オーストリアの世界遺産のひとつに登録されているヴァッハウ渓谷は全長2.800km以上もあるドナウ河の最も美しい所として知られ、ローマ時代からの歴史ある街がぶどう畑と共に点在している情緒ある風景が広がっています。
ヴァッハウ渓谷は私も大好きな場所のひとつで、仕事でもプライベートで家族ともよく出かけます。
4月~10月終わりまではDDSGとBRANDNERの船が上り下りしています。
ウィーンからもシーズン中はヴァッハウ渓谷の日帰りツアーがよくあります。
たいていはウィーンを出発して午前中はメルク修道院を見学し、お昼を食べた後はドナウ河クルーズ、そしてデュルンシュタインで下船してそこを少し散策してからウィーンに戻るという内容です。
ドナウ河を進行方向右側に見てデュルンシュタインからバスに乗って"ドナウ国道"と言われる国道3号線経由でウィーンに戻ります。
その時、国道にヴァッハウ渓谷の"始まり"と"終わり"を示す案内表示が立てられています。
上に見られる2枚の写真がドナウ国道沿いに立てられているヴァッハウの始まりと終わりの案内表示です。
この場所はドナウ河を左に見て、そのドナウ国道をメルク方面に行くとStein(シュタイン)というクレムスと並んで有名な街があり、そこを過ぎてちょっと走った右側に立っています。
実はこの案内表示は1枚だったんです。
つまり、表と裏というわけです。

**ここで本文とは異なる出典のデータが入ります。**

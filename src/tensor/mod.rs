//! Tensor plumbing between the record and the model
//!
//! - `OneOrMany`: single-or-list shape used by every stage
//! - `Transform`: user supplied pre/post-processing
//! - `TensorAdapter`: forward (transform + cast) and inverse conversions

mod adapter;
mod one_or_many;
mod transform;

pub use adapter::{sample_count, TensorAdapter};
pub use one_or_many::OneOrMany;
pub use transform::Transform;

どちらも同じWACHAUで同じ模様ですが、左には"BEGINN"と書かれていて始まり、右側は"ENDE"と書かれていて終わりを表しています。
その下に小さく書かれているのはWEINBAUGEBIETという表示でこれはワイン産業地域という意味で、"WACHAU"という有名なぶどう畑(ワイン産業地域)が始まってここで終わることを示しています。
世界遺産のヴァッハウ渓谷ではクレムス~メルクですが、ワイン産業地域を基本とするとクレムスはヴァッハウではなく、Kremstalという別のワイン産業地域となるわけです。
オーストリアワイン産業地域についてもどうぞ。
この案内標識の所に立ってドナウ河方面を見ると、確かにヴァッハウ渓谷の名前に使われている"渓谷"のような山がちょうどなくなっている場所であることがわかります。
左側の写真には"Weinstraße Wachau" (ヴァッハウワイン街道)という別の標識が見られますね。
本来ヴァッハウ渓谷の領域は世界遺産に登録されているヴァッハウ渓谷とはちょっと違い、メルクを過ぎてドナウ橋を過ぎてから、クレムスの手前のシュタインのそばのマウテルン橋の手前までの約30kmです。
ちなみにヴァッハウ渓谷には橋が1本もありません。
メルク~クレムスまでのドナウ河の長さは33kmぐらいですから、それよりも少し短くなるわけです。